In his book, Leopold communicates the ultimate mysteriousness of the natural world where he states “its time and space are not ours; its inhabitants experience their world in ways quite different than we do ours” (Hinchman, P.L. 1995). Through the overall picture of the book, he draws a need of ethical obligation towards land and its extensions in the ecosystem where man is just a “biotic citizen”. With his very tone he conveyed his trust in their ability to do so, and to act on what they read, learned,
and enjoyed. This was for Leopold the solid foundation upon which conservation had to be built. In this unassuming and idiosyncratic book of essays, Leopold showed that we may move mountains by allowing the mountains -and the skies, the oceans, the freshwaters, the marshes, the forests, the prairies, the deserts, and all the lives, human and otherwise, they contain- to move us (Meine, D.C. 1998).
the effect of Aldo Leopold’s philosophy
Leopold’s book A Sand County Almanac is considered as one of the most significant source for every conservationist. The Land ethic proposed not only the value of land to enhance human awareness and appreciation but to improve the changes of achieving “harmony with land”- Leopold’s definition of conservation (Meine, D.C. 1998). Similarly, Leopold’s Land ethic is akin to a new consciousness, where it acknowledges the inevitability of economic growth, but the need of sustainable growth without any abrupt interventions.

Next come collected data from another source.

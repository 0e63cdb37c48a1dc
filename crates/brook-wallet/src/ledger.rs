//! The UTXO ledger: owned coins, their confirmation state, and the spend
//! journal that makes conflict eviction reversible.
//!
//! The ledger exclusively owns [`Coin`] lifetime. Ingesting a transaction
//! credits coins for every output paying a tracked address and retires
//! coins consumed by its inputs; retired coins are parked in a spend
//! journal (not destroyed) until the spending transaction confirms, so a
//! conflict can restore them. Eviction of an unconfirmed transaction
//! cascades through everything downstream that spent its outputs;
//! confirmed entries are never evicted.
//!
//! Every mutation returns a [`MutationReport`] so the wallet can recompute
//! balances and notify listeners; the ledger itself never computes
//! balances incrementally.

use std::collections::{BTreeSet, HashMap};

use tracing::{debug, warn};

use brook_core::params::ConsensusParams;
use brook_core::script;
use brook_core::types::{Hash256, OutPoint, Transaction};

use crate::account::AddressBook;
use crate::error::WalletError;
use crate::keys::Branch;

/// Confirmation state of a coin or transaction.
#[derive(Clone, Copy, Debug, PartialEq, Eq, serde::Serialize, serde::Deserialize)]
pub enum ConfirmationState {
    Unconfirmed,
    Confirmed { height: u64 },
}

impl ConfirmationState {
    pub fn is_confirmed(&self) -> bool {
        matches!(self, ConfirmationState::Confirmed { .. })
    }
}

/// An unspent output credited to a tracked address.
#[derive(Clone, Debug)]
pub struct Coin {
    pub outpoint: OutPoint,
    /// Value in drips.
    pub value: u64,
    /// The locking script of the output.
    pub script: Vec<u8>,
    /// Owning address record path.
    pub account: u32,
    pub branch: Branch,
    pub address_index: u32,
    pub state: ConfirmationState,
    pub coinbase: bool,
    /// Ingestion sequence of the creating transaction; selection order.
    pub sequence: u64,
}

impl Coin {
    /// Coinbase outputs need `coinbase_maturity` confirmations; everything
    /// else is always mature.
    pub fn is_mature(&self, tip_height: u64, params: &ConsensusParams) -> bool {
        if !self.coinbase {
            return true;
        }
        match self.state {
            ConfirmationState::Unconfirmed => params.coinbase_maturity == 0,
            ConfirmationState::Confirmed { height } => {
                tip_height.saturating_sub(height) >= params.coinbase_maturity
            }
        }
    }

    /// Whether the coin may fund a spend right now. Unconfirmed coins are
    /// spendable; immature coinbase coins are not.
    pub fn is_spendable(&self, tip_height: u64, params: &ConsensusParams) -> bool {
        self.is_mature(tip_height, params)
    }

    /// Counts toward the confirmed balance: confirmed and, for coinbase,
    /// past maturity.
    pub fn counts_confirmed(&self, tip_height: u64, params: &ConsensusParams) -> bool {
        self.state.is_confirmed() && self.is_mature(tip_height, params)
    }
}

/// A coin retired by an unconfirmed spend, kept for conflict restoration.
#[derive(Clone, Debug)]
struct SpentCoin {
    coin: Coin,
    spent_by: Hash256,
}

/// A tracked transaction and its confirmation state.
#[derive(Clone, Debug)]
pub struct TxRecord {
    pub txid: Hash256,
    pub tx: Transaction,
    pub state: ConfirmationState,
    pub sequence: u64,
    /// Total input minus total output value, when every input is an owned
    /// coin; `None` when foreign inputs make the fee unknowable.
    pub fee: Option<u64>,
}

/// What a mutation touched; drives balance recomputation and events.
#[derive(Clone, Debug, Default)]
pub struct MutationReport {
    pub txid: Hash256,
    /// Accounts whose coin set changed.
    pub accounts: BTreeSet<u32>,
    /// Address records that received new coins (ingest only).
    pub funded: Vec<(u32, Branch, u32)>,
    /// Transactions evicted by conflict cascade, children before parents.
    pub evicted: Vec<Hash256>,
}

/// Outcome of feeding a transaction into the ledger.
#[derive(Clone, Debug)]
pub enum IngestOutcome {
    /// The unspent set changed.
    Applied(MutationReport),
    /// Same transaction in the same confirmation state; no-op.
    Duplicate,
    /// The transaction touches nothing this wallet tracks.
    Irrelevant,
    /// An input is already consumed by a confirmed transaction.
    Rejected(Hash256),
}

/// Owned-coin ledger with spend journal and conflict handling.
#[derive(Default)]
pub struct Ledger {
    coins: HashMap<OutPoint, Coin>,
    spent: HashMap<OutPoint, SpentCoin>,
    txs: HashMap<Hash256, TxRecord>,
    next_sequence: u64,
}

Teresa L. S (1993) explains the use of the book in biology, history, philosophy, political science and sociology classes at different education levels. The seminal book is considered to be a wonderful tool for any courses concerning environment, social problems, movements.
Leopold's land ethic called for changes in society's attitudes towards the land at a fundamental level, with important consequences for an ecological economics.

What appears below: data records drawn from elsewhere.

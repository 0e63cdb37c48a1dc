//! Consensus parameters consumed by the wallet engine.
//!
//! These values are owned by the chain-validation layer; the wallet only
//! reads them. Tests inject their own instances (a maturity of zero turns
//! the coinbase maturity rule off entirely).

use serde::{Deserialize, Serialize};

use crate::constants;

/// Chain parameters the wallet needs for spendability and change decisions.
#[derive(Clone, Copy, Debug, PartialEq, Eq, Serialize, Deserialize)]
pub struct ConsensusParams {
    /// Confirmations before a coinbase output may be spent. Zero disables.
    pub coinbase_maturity: u64,
    /// Minimum output value in drips; smaller change is folded into the fee.
    pub dust_threshold: u64,
}

impl ConsensusParams {
    /// Parameters with all thresholds disabled, for controlled test scenarios.
    pub fn permissive() -> Self {
        Self {
            coinbase_maturity: 0,
            dust_threshold: 0,
        }
    }
}

impl Default for ConsensusParams {
    fn default() -> Self {
        Self {
            coinbase_maturity: constants::COINBASE_MATURITY,
            dust_threshold: constants::DUST_THRESHOLD,
        }
    }
}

Since Leopold articulated several novel concepts—land health, land ethics, land esthetics, and ecological economics, Lin, F.Q. (2014) points out Leopold’s ecological economics, in its ideal form, would not be a strict replacement of orthodox economics but would have occupied a different place in society's transformed consciousness. He argues that the concept of an “ecological economics” possesses immense potential
in realigning human society with the ecological functioning of the biophysical environment. However, given its radically different premises (such as Leopold's land-as-community)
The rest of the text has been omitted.